Si les membres du gouvernement israélien affirment que la 3G a été bannie en Cisjordanie pour des raisons de sécurité, les hauts fonctionnaires et les professionnels des technologies palestiniens que nous avons interrogés, eux, estiment qu'Israël cherchait à protéger ses propres intérêts. « Maintenant qu'Israël est passée à la 4G, les fréquences 3G seront disponibles » explique Peter Abualzolof, 28 ans, à la tête d'une start-up à Ramallah. « S'ils nous avaient laissé accès à ces fréquences plus tôt, cela aurait affecté la qualité de leurs services. À présent, ça n'a plus d'importance pour eux. »

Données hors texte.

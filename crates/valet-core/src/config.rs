//! Application configuration
//!
//! This module provides centralized configuration management using the `config` crate.
//! Configuration can be loaded from environment variables and config files.

use config::{Config, ConfigError, Environment, File};
use serde::Deserialize;
use std::env;

/// Main application configuration
#[derive(Debug, Deserialize, Clone)]
pub struct AppConfig {
    pub server: ServerConfig,
    pub database: DatabaseConfig,
    pub valet: ValetConfig,
}

/// HTTP server configuration
#[derive(Debug, Deserialize, Clone)]
pub struct ServerConfig {
    /// Server host address
    #[serde(default = "default_host")]
    pub host: String,

    /// Server port
    #[serde(default = "default_port")]
    pub port: u16,

    /// Number of worker threads
    #[serde(default = "default_workers")]
    pub workers: usize,
}

fn default_host() -> String {
    "0.0.0.0".to_string()
}

fn default_port() -> u16 {
    8080
}

fn default_workers() -> usize {
    num_cpus::get()
}

/// Database configuration
#[derive(Debug, Deserialize, Clone)]
pub struct DatabaseConfig {
    /// PostgreSQL connection URL
    pub url: String,

    /// Maximum number of connections in the pool
    #[serde(default = "default_max_connections")]
    pub max_connections: u32,

    /// Connection acquire timeout in seconds
    #[serde(default = "default_acquire_timeout")]
    pub acquire_timeout_secs: u64,
}

fn default_max_connections() -> u32 {
    10
}

fn default_acquire_timeout() -> u64 {
    30
}

/// Valet-operation configuration
///
/// The fallback tariff ids replace the hard-coded sentinel ids the admin UI
/// historically relied on (8 for residents, 9 for guests). They are used only
/// when no active tariff carries the matching default flag.
#[derive(Debug, Deserialize, Clone)]
pub struct ValetConfig {
    /// Tariff id applied to subscribed clients when no resident default is configured
    #[serde(default = "default_resident_fallback")]
    pub fallback_resident_tariff_id: i32,

    /// Tariff id applied to guests when no guest default is configured
    #[serde(default = "default_guest_fallback")]
    pub fallback_guest_tariff_id: i32,

    /// Length of the generated human-facing session number
    #[serde(default = "default_session_number_len")]
    pub session_number_length: usize,
}

fn default_resident_fallback() -> i32 {
    8
}

fn default_guest_fallback() -> i32 {
    9
}

fn default_session_number_len() -> usize {
    6
}

impl AppConfig {
    /// Load configuration from environment and optional config file
    pub fn load() -> Result<Self, ConfigError> {
        let run_mode = env::var("RUN_MODE").unwrap_or_else(|_| "development".to_string());

        let config = Config::builder()
            // Start with default values
            .set_default("server.host", "0.0.0.0")?
            .set_default("server.port", 8080)?
            .set_default("server.workers", num_cpus::get() as i64)?
            .set_default("database.max_connections", 10)?
            .set_default("database.acquire_timeout_secs", 30)?
            .set_default("valet.fallback_resident_tariff_id", 8)?
            .set_default("valet.fallback_guest_tariff_id", 9)?
            .set_default("valet.session_number_length", 6)?
            // Load config file if exists
            .add_source(File::with_name("config/default").required(false))
            .add_source(File::with_name(&format!("config/{}", run_mode)).required(false))
            // Load from environment variables with VALET_ prefix
            .add_source(
                Environment::with_prefix("VALET")
                    .separator("__")
                    .try_parsing(true),
            )
            // DATABASE_URL is the conventional name, accept it as-is
            .set_override_option("database.url", env::var("DATABASE_URL").ok())?
            .build()?;

        config.try_deserialize()
    }

    /// Get the server bind address
    pub fn server_addr(&self) -> String {
        format!("{}:{}", self.server.host, self.server.port)
    }
}

impl Default for ValetConfig {
    fn default() -> Self {
        Self {
            fallback_resident_tariff_id: 8,
            fallback_guest_tariff_id: 9,
            session_number_length: 6,
        }
    }
}

#[cfg(test)]
mod tests {
    use super::*;

    #[test]
    fn test_default_valet_config() {
        let config = ValetConfig::default();
        assert_eq!(config.fallback_resident_tariff_id, 8);
        assert_eq!(config.fallback_guest_tariff_id, 9);
        assert_eq!(config.session_number_length, 6);
    }
}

L'arrivée tardive de la 3G sur les territoires de Cisjordanie contrôlés par les Israéliens va probablement stimuler le secteur des technologies palestien, qui en est toujours à ses balbutiements. Aujourd'hui, les start-ups de Ramallah désireuses de créer de nouvelles applications ont souvent du mal à trouver des développeurs, explique Abualzolof. Principalement « parce que les Palestiniens n'ont jamais connu la 3G, et ont donc du mal à évaluer son potentiel » précise Ambar Amleh, une spécialiste du capital-risque au Ibtikar Fund, qui investit dans les star-ups palestiniennes.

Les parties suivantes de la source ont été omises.